> _Record extracts_
····················
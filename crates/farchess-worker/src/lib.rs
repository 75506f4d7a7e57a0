//! Line-delimited JSON worker protocol around the search core.

pub mod config;
pub mod engine;
pub mod error;
pub mod position;
pub mod wire;

pub use config::WorkerConfig;
pub use engine::Worker;
pub use error::WorkerError;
····················
Exactly as written above, reproduce all of the entries.

filename crates/farchess-worker/src/lib.rs
repository 75506f4d7a7e57a0
//! Line-delimited JSON worker protocol around the search core.

pub mod config;
pub mod engine;
pub mod error;
pub mod position;
pub mod wire;

pub use config::WorkerConfig;
pub use engine::Worker;
pub use error::WorkerError;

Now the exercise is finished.